Segment Start: Records to use

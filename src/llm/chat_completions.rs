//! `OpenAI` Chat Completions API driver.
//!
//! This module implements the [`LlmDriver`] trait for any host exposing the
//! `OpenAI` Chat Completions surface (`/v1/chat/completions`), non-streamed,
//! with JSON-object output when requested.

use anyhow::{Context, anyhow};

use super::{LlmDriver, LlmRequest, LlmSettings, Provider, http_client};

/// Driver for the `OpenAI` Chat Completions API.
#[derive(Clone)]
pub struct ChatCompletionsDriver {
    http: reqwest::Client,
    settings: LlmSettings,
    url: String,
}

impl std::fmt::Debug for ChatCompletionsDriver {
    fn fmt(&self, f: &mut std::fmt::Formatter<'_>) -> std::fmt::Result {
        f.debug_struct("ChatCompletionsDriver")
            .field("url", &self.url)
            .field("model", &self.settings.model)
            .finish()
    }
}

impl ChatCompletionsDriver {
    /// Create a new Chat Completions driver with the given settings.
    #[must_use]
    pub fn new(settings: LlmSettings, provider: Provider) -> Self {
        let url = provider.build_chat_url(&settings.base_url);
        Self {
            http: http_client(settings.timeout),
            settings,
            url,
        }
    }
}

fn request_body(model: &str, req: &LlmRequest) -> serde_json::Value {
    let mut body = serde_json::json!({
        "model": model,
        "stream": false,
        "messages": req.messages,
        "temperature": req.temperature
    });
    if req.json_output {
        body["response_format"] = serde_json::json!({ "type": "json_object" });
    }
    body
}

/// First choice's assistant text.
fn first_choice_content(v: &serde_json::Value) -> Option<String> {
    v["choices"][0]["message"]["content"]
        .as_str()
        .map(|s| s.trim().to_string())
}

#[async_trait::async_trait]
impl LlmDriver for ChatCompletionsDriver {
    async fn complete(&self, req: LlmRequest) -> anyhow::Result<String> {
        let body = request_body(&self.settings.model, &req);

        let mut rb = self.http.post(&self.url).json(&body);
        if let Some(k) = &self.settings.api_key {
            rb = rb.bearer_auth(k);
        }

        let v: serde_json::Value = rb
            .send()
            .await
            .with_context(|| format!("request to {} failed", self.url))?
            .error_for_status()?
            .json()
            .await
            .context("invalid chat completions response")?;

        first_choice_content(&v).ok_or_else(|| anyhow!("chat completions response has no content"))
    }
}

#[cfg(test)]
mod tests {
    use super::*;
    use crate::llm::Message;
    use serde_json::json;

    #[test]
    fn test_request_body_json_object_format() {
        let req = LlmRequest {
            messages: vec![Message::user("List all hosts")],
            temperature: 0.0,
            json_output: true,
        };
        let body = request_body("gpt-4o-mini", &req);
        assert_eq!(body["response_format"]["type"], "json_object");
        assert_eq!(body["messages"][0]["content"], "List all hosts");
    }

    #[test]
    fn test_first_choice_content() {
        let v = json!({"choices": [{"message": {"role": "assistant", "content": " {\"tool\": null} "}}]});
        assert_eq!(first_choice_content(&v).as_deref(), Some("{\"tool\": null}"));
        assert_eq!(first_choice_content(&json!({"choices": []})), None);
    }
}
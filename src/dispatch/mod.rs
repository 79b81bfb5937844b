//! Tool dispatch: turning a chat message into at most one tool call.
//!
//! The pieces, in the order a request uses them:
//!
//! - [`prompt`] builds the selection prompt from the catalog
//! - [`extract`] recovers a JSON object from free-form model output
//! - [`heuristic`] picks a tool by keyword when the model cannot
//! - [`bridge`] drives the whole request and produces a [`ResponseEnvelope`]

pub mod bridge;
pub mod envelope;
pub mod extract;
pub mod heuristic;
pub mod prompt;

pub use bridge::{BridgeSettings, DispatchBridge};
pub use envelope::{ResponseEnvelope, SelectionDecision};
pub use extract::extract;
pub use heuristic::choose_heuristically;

Segment End: Records to use

** Aim of the exercise **
To complete the exercise, print all of the entries exactly.

** Response to this exercise **
filename src/llm/chat_completions.rs
//! `OpenAI` Chat Completions API driver.
//!
//! This module implements the [`LlmDriver`] trait for any host exposing the
//! `OpenAI` Chat Completions surface (`/v1/chat/completions`), non-streamed,
//! with JSON-object output when requested.

use anyhow::{Context, anyhow};

use super::{LlmDriver, LlmRequest, LlmSettings, Provider, http_client};

/// Driver for the `OpenAI` Chat Completions API.
#[derive(Clone)]
pub struct ChatCompletionsDriver {
    http: reqwest::Client,
    settings: LlmSettings,
    url: String,
}

impl std::fmt::Debug for ChatCompletionsDriver {
    fn fmt(&self, f: &mut std::fmt::Formatter<'_>) -> std::fmt::Result {
        f.debug_struct("ChatCompletionsDriver")
            .field("url", &self.url)
            .field("model", &self.settings.model)
            .finish()
    }
}

impl ChatCompletionsDriver {
    /// Create a new Chat Completions driver with the given settings.
    #[must_use]
    pub fn new(settings: LlmSettings, provider: Provider) -> Self {
        let url = provider.build_chat_url(&settings.base_url);
        Self {
            http: http_client(settings.timeout),
            settings,
            url,
        }
    }
}

fn request_body(model: &str, req: &LlmRequest) -> serde_json::Value {
    let mut body = serde_json::json!({
        "model": model,
        "stream": false,
        "messages": req.messages,
        "temperature": req.temperature
    });
    if req.json_output {
        body["response_format"] = serde_json::json!({ "type": "json_object" });
    }
    body
}

/// First choice's assistant text.
fn first_choice_content(v: &serde_json::Value) -> Option<String> {
    v["choices"][0]["message"]["content"]
        .as_str()
        .map(|s| s.trim().to_string())
}

#[async_trait::async_trait]
impl LlmDriver for ChatCompletionsDriver {
    async fn complete(&self, req: LlmRequest) -> anyhow::Result<String> {
        let body = request_body(&self.settings.model, &req);

        let mut rb = self.http.post(&self.url).json(&body);
        if let Some(k) = &self.settings.api_key {
            rb = rb.bearer_auth(k);
        }

        let v: serde_json::Value = rb
            .send()
            .await
            .with_context(|| format!("request to {} failed", self.url))?
            .error_for_status()?
            .json()
            .await
            .context("invalid chat completions response")?;

        first_choice_content(&v).ok_or_else(|| anyhow!("chat completions response has no content"))
    }
}

#[cfg(test)]
mod tests {
    use super::*;
    use crate::llm::Message;
    use serde_json::json;

    #[test]
    fn test_request_body_json_object_format() {
        let req = LlmRequest {
            messages: vec![Message::user("List all hosts")],
            temperature: 0.0,
            json_output: true,
        };
        let body = request_body("gpt-4o-mini", &req);
        assert_eq!(body["response_format"]["type"], "json_object");
        assert_eq!(body["messages"][0]["content"], "List all hosts");
    }

    #[test]
    fn test_first_choice_content() {
        let v = json!({"choices": [{"message": {"role": "assistant", "content": " {\"tool\": null} "}}]});
        assert_eq!(first_choice_content(&v).as_deref(), Some("{\"tool\": null}"));
        assert_eq!(first_choice_content(&json!({"choices": []})), None);
    }
}
filename src/dispatch/mod.rs
repository 79b81bfb5937844b
//! Tool dispatch: turning a chat message into at most one tool call.
//!
//! The pieces, in the order a request uses them:
//!
//! - [`prompt`] builds the selection prompt from the catalog
//! - [`extract`] recovers a JSON object from free-form model output
//! - [`heuristic`] picks a tool by keyword when the model cannot
//! - [`bridge`] drives the whole request and produces a [`ResponseEnvelope`]

pub mod bridge;
pub mod envelope;
pub mod extract;
pub mod heuristic;
pub mod prompt;

pub use bridge::{BridgeSettings, DispatchBridge};
pub use envelope::{ResponseEnvelope, SelectionDecision};
pub use extract::extract;
pub use heuristic::choose_heuristically;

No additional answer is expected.